Saved data entries:

══════════════════════════════

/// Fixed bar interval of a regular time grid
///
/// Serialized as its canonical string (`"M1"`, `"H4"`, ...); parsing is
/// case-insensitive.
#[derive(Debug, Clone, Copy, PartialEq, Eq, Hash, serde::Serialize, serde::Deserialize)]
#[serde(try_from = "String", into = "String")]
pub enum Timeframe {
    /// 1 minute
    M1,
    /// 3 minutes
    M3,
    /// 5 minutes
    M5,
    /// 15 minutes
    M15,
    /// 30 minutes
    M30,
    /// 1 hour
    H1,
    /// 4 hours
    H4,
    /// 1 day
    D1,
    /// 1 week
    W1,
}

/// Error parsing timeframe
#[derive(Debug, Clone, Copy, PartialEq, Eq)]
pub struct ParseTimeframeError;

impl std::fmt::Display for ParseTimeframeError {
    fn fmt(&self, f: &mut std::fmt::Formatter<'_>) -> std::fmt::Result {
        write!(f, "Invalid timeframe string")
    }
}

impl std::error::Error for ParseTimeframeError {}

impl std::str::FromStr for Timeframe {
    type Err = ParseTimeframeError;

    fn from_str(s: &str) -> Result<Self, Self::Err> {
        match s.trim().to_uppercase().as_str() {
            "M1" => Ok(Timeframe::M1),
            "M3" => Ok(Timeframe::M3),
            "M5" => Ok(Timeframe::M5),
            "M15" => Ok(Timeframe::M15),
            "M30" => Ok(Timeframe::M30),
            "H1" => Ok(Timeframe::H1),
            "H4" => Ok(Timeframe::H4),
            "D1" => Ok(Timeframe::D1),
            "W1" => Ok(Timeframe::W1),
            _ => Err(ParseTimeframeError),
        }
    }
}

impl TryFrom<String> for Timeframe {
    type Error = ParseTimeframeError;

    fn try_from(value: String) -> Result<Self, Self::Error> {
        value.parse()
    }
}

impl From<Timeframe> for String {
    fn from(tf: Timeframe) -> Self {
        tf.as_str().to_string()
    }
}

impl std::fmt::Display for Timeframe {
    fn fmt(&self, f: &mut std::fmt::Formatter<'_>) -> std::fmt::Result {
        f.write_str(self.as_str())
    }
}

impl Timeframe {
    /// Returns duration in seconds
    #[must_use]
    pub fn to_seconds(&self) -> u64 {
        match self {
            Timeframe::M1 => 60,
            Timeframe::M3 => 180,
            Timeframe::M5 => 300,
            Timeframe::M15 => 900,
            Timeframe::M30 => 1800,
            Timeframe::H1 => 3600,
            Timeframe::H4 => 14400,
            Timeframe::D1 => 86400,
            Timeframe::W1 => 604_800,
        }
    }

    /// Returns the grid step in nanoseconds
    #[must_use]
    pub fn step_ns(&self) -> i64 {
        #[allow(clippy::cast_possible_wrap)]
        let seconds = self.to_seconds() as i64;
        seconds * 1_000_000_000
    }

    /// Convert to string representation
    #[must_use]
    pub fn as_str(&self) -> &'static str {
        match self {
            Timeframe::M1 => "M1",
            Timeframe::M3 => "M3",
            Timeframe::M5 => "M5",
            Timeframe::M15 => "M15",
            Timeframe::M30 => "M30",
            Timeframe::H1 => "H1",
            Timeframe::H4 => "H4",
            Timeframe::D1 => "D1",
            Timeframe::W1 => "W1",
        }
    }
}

══════════════════════════════

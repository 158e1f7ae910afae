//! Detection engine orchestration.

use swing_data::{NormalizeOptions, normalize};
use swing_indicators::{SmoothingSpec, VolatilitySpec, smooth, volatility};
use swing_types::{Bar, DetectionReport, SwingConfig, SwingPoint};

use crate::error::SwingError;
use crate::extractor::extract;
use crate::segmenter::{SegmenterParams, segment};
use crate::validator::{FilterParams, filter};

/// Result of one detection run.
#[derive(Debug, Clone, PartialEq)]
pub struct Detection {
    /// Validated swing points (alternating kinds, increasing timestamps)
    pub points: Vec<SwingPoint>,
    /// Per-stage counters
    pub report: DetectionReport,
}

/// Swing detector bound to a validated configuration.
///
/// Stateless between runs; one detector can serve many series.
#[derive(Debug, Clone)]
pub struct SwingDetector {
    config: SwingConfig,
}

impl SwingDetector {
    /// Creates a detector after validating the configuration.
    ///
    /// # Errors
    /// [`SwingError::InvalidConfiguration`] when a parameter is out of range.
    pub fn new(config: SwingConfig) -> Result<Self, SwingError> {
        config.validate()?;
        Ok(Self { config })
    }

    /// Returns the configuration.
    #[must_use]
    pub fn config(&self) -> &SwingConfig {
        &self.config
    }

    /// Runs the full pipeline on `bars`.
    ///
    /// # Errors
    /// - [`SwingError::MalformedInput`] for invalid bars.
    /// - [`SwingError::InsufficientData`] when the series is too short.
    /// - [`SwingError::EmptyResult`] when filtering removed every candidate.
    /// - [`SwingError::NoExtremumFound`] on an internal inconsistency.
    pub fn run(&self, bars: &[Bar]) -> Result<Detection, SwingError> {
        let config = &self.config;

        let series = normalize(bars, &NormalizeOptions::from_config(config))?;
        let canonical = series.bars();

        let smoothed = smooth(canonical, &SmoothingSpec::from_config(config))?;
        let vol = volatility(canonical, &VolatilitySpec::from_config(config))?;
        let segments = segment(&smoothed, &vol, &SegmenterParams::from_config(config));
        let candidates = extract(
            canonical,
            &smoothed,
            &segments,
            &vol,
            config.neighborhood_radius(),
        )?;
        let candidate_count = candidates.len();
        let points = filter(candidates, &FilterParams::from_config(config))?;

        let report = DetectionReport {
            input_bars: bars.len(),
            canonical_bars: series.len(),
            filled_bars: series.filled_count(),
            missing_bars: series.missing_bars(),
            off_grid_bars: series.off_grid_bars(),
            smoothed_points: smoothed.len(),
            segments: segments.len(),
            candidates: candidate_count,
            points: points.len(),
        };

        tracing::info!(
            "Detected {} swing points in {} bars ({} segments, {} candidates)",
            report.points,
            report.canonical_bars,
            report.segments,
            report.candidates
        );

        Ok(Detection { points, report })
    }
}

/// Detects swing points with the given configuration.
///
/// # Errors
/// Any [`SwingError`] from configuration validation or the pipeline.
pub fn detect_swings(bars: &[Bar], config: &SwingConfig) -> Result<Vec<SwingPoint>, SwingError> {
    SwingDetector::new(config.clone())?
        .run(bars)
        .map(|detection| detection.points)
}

══════════════════════════════

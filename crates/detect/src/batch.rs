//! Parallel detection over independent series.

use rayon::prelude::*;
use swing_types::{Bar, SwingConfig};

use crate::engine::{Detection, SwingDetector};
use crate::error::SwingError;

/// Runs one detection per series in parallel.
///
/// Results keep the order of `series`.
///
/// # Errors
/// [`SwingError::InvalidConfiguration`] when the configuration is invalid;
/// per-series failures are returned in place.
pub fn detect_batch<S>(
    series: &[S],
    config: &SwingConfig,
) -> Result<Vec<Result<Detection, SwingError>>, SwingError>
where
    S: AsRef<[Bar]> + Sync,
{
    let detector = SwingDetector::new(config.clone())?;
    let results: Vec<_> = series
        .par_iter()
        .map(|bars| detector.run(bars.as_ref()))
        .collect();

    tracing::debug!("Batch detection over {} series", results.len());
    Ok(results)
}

══════════════════════════════

Work to complete >> Only a number is wanted. Count the lines of the data that contain "impl".

Result of this exercise >> 8